High Schoolers Are Now Tweeting Their College Acceptance Letters

Culture

For most of us, December means holidays, gift-giving, and suffocating under the awkwardness of family get-togethers. However, if you're applying to college or graduate school, December also probably means something more important: your applications are due. It also means that, in a few short months, acceptance letters will start pouring in, and it will be time to celebrate with family and loved ones for a non-holiday-related reason.

Or, if recent trends are any indication, it'll be time to celebrate with your Twitter followers. The number of soon-to-be college students — mostly first-time freshmen — tweeting or Instragramming their acceptance letters is steadily on the rise, which of course gives rise to the classic social media question: is this appropriate or have we really lost our minds this time?

We haven't lost our minds at all. In a culture defined by over-sharing, a college acceptance letter might just be one of the few things actually worth sharing with the universe — or rather, the Twitterverse. Certainly, one doesn't have to spend long on his or her preferred social media platform to experience what seems like a collective purging of intimate details and tedious minutiae. Oh, you made eggs for dinner and decided to take an unappetizing Instagram photo of them? You decided to tweet about your colonoscopy?

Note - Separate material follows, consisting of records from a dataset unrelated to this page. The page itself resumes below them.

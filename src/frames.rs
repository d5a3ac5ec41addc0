//! Multi-frame to still-image extraction.
//!
//! [`FrameSequenceExtractor`] renders every frame of a multi-frame source to
//! a numbered JPEG in a staging directory and records the produced paths in a
//! [`Manifest`]. A frame that fails to render or save is skipped and reported;
//! it never aborts the job.
//!
//! It also implements the single-frame path: [`FrameSequenceExtractor::split_frame`]
//! re-embeds one frame's raw pixel data into a standalone dataset.

use std::fs::File;
use std::io::BufWriter;
use std::path::{Path, PathBuf};
use std::sync::{Arc, Mutex, MutexGuard, PoisonError};

use image::DynamicImage;
use image::codecs::jpeg::JpegEncoder;

use crate::configuration::ConversionOptions;
use crate::encapsulation::encapsulate;
use crate::error::ConvertError;
use crate::progress::{OperationType, ProgressCallback, ProgressTracker};
use crate::source::{DicomSource, SourceOpener, require_exists};
use crate::staging::StagingDirectory;

/// Ordered list of still images produced by an extraction job.
///
/// Cloning shares the underlying list, so a caller can watch it fill while
/// the job runs on its worker thread. It is only complete once the job has
/// terminated.
#[derive(Debug, Clone, Default)]
pub struct Manifest {
    paths: Arc<Mutex<Vec<PathBuf>>>,
}

impl Manifest {
    /// An empty manifest.
    pub fn new() -> Self {
        Self::default()
    }

    /// Copy of the paths recorded so far.
    pub fn snapshot(&self) -> Vec<PathBuf> {
        self.lock().clone()
    }

    /// Number of recorded paths.
    pub fn len(&self) -> usize {
        self.lock().len()
    }

    /// Returns `true` if nothing has been recorded yet.
    pub fn is_empty(&self) -> bool {
        self.lock().is_empty()
    }

    pub(crate) fn push(&self, path: PathBuf) {
        self.lock().push(path);
    }

    pub(crate) fn clear(&self) {
        self.lock().clear();
    }

    fn lock(&self) -> MutexGuard<'_, Vec<PathBuf>> {
        self.paths.lock().unwrap_or_else(PoisonError::into_inner)
    }
}

/// A frame that was skipped during extraction.
#[derive(Debug, Clone, PartialEq, Eq)]
pub struct SkippedFrame {
    /// Zero-based frame index.
    pub index: u32,
    /// Why the frame was skipped.
    pub reason: String,
}

/// Result of an extraction.
///
/// For a stopped job the report covers the frames visited before the stop.
#[derive(Debug, Clone, PartialEq, Eq)]
pub struct ExtractionReport {
    /// Frames in the source (the advertised count, with 0 counted as 1).
    pub frame_count: u32,
    /// Produced still images, in frame order.
    pub manifest: Vec<PathBuf>,
    /// Frames that failed to render or save.
    pub skipped: Vec<SkippedFrame>,
    /// Whether the staging directory was prepared without errors.
    pub staging_cleaned: bool,
}

pub(crate) enum ExtractionEnd {
    Finished(ExtractionReport),
    Cancelled(ExtractionReport),
}

/// Still-image file name for a frame: `<SOPInstanceUID>-<index:05>.jpg`.
pub fn frame_file_name(sop_instance_uid: &str, index: u32) -> String {
    format!("{sop_instance_uid}-{index:05}.jpg")
}

/// Extracts frames of a multi-frame source as still images.
pub struct FrameSequenceExtractor<'a, O> {
    opener: &'a O,
    options: &'a ConversionOptions,
}

impl<'a, O: SourceOpener> FrameSequenceExtractor<'a, O> {
    /// Create an extractor using `opener` to read sources.
    pub fn new(opener: &'a O, options: &'a ConversionOptions) -> Self {
        Self { opener, options }
    }

    /// Render every frame of `source` into `staging`.
    ///
    /// The staging directory is recreated empty first. `manifest` is cleared
    /// and then receives one path per successfully saved frame, in index
    /// order. Progress is reported after every frame, followed by a final
    /// 100% event.
    ///
    /// # Errors
    ///
    /// - [`ConvertError::SourceNotFound`] if `source` does not exist. Nothing
    ///   is touched and no progress is reported.
    /// - [`ConvertError::SourceOpen`] if the source cannot be parsed.
    /// - [`ConvertError::Cancelled`] if the cancellation token fires; frames
    ///   already saved stay in the manifest.
    pub fn extract(
        &self,
        source: &Path,
        staging: &StagingDirectory,
        progress: Arc<dyn ProgressCallback>,
        manifest: &Manifest,
    ) -> Result<ExtractionReport, ConvertError> {
        match self.run(source, staging, progress, manifest)? {
            ExtractionEnd::Finished(report) => Ok(report),
            ExtractionEnd::Cancelled(_) => Err(ConvertError::Cancelled),
        }
    }

    /// Like [`extract`](Self::extract), but a cancelled run still yields the
    /// report of the frames visited before the stop.
    pub(crate) fn run(
        &self,
        source: &Path,
        staging: &StagingDirectory,
        progress: Arc<dyn ProgressCallback>,
        manifest: &Manifest,
    ) -> Result<ExtractionEnd, ConvertError> {
        require_exists(source)?;
        let dataset = self.opener.open(source)?;

        let frame_count = dataset.frame_count().max(1);
        log::info!(
            "Extracting {frame_count} frames from {} into {}",
            source.display(),
            staging.path().display(),
        );

        let staging_cleaned = staging.ensure_clean();
        manifest.clear();

        let mut tracker = ProgressTracker::new(
            progress,
            OperationType::FrameExtraction,
            u64::from(frame_count),
        );
        let mut skipped = Vec::new();

        for index in 0..frame_count {
            if self.options.is_cancelled() {
                log::info!("Extraction cancelled before frame {index}");
                return Ok(ExtractionEnd::Cancelled(ExtractionReport {
                    frame_count,
                    manifest: manifest.snapshot(),
                    skipped,
                    staging_cleaned,
                }));
            }

            match self.extract_one(&dataset, index, staging.path()) {
                Ok(path) => manifest.push(path),
                Err(error) => {
                    log::warn!("Skipping frame {index}: {error}");
                    skipped.push(SkippedFrame {
                        index,
                        reason: error.to_string(),
                    });
                }
            }

            tracker.advance_to((index + 1) as f32 / frame_count as f32 * 100.0);
            self.options.throttle();
        }

        tracker.finish();

        Ok(ExtractionEnd::Finished(ExtractionReport {
            frame_count,
            manifest: manifest.snapshot(),
            skipped,
            staging_cleaned,
        }))
    }

    fn extract_one(
        &self,
        dataset: &O::Source,
        index: u32,
        directory: &Path,
    ) -> Result<PathBuf, ConvertError> {
        let working_copy = dataset.clone();
        let file_name = frame_file_name(&working_copy.sop_instance_uid(), index);
        let image = working_copy.render_frame(index)?;

        let path = directory.join(file_name);
        save_jpeg(&image, &path, self.options.jpeg_quality)?;
        Ok(path)
    }

    /// Write frame `frame` of `source` as a standalone single-frame dataset.
    ///
    /// The raw frame buffer is wrapped by [`encapsulate`] according to the
    /// source's transfer syntax and `BitsAllocated`, replaces the Pixel Data
    /// of a copy of the dataset, and the copy is saved to `output`.
    ///
    /// # Errors
    ///
    /// - [`ConvertError::SourceNotFound`] if `source` does not exist.
    /// - [`ConvertError::FrameOutOfRange`] if `frame` is past the last frame.
    /// - Errors from reading the raw frame or writing the dataset.
    pub fn split_frame(&self, source: &Path, frame: u32, output: &Path) -> Result<(), ConvertError> {
        require_exists(source)?;
        let dataset = self.opener.open(source)?;

        let total_frames = dataset.frame_count().max(1);
        if frame >= total_frames {
            return Err(ConvertError::FrameOutOfRange {
                frame,
                total_frames,
            });
        }

        let raw = dataset.raw_frame(frame)?;
        let mut single = dataset.clone();
        let element = encapsulate(raw, &single.transfer_syntax(), single.bits_allocated());
        log::debug!(
            "Re-embedding frame {frame} of {} as {}",
            source.display(),
            element.kind()
        );
        single.replace_pixel_data(element)?;
        single.save(output)
    }
}

/// Encode `image` as JPEG at `path`.
///
/// Grayscale images stay single-channel; everything else is written as RGB.
pub(crate) fn save_jpeg(image: &DynamicImage, path: &Path, quality: u8) -> Result<(), ConvertError> {
    let encodable = match image {
        DynamicImage::ImageLuma8(_)
        | DynamicImage::ImageLuma16(_)
        | DynamicImage::ImageLumaA8(_)
        | DynamicImage::ImageLumaA16(_) => DynamicImage::ImageLuma8(image.to_luma8()),
        _ => DynamicImage::ImageRgb8(image.to_rgb8()),
    };

    let writer = BufWriter::new(File::create(path)?);
    encodable.write_with_encoder(JpegEncoder::new_with_quality(writer, quality))?;
    Ok(())
}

You're not alone. And indeed, we're all probably guilty of it: hem and haw all you like, but chances are you've shared something on Facebook/Twitter/Instagram that enriched the life of no one, and served no other purpose than to sate your natural hunger for attention. I'm no exception. And though it may be depressing to think of our society as a bundle of unchecked insecurity pouring out across various newsfeeds, it's not entirely our fault. The source code of social media is narcissism — these websites are one level of sentience away from making us log in by telling them how much we need them.

It is with this depravity in mind that I propose we celebrate the sharing of college acceptance letters on social media. After all, for most of these incoming freshmen and transfer students, these letters represent a culmination of hard work and focus; they are the tonic to that pernicious stereotype that holds young people as lazy and flippant. Sure, some individuals will get these letters because they were born to the right alumni (I'm looking at you, Ivy League), but the overwhelming majority earn their acceptance, and should share their achievement across whatever internet feed they prefer.

In turn, we should like, favorite and retweet (or any other appropriate nouveau-verb) these demonstrations of scholastic success, and fight the urge to mention inescapable student debt, poor employment prospects, or the freshman 15.

 There will be plenty of time to Tweet about that later.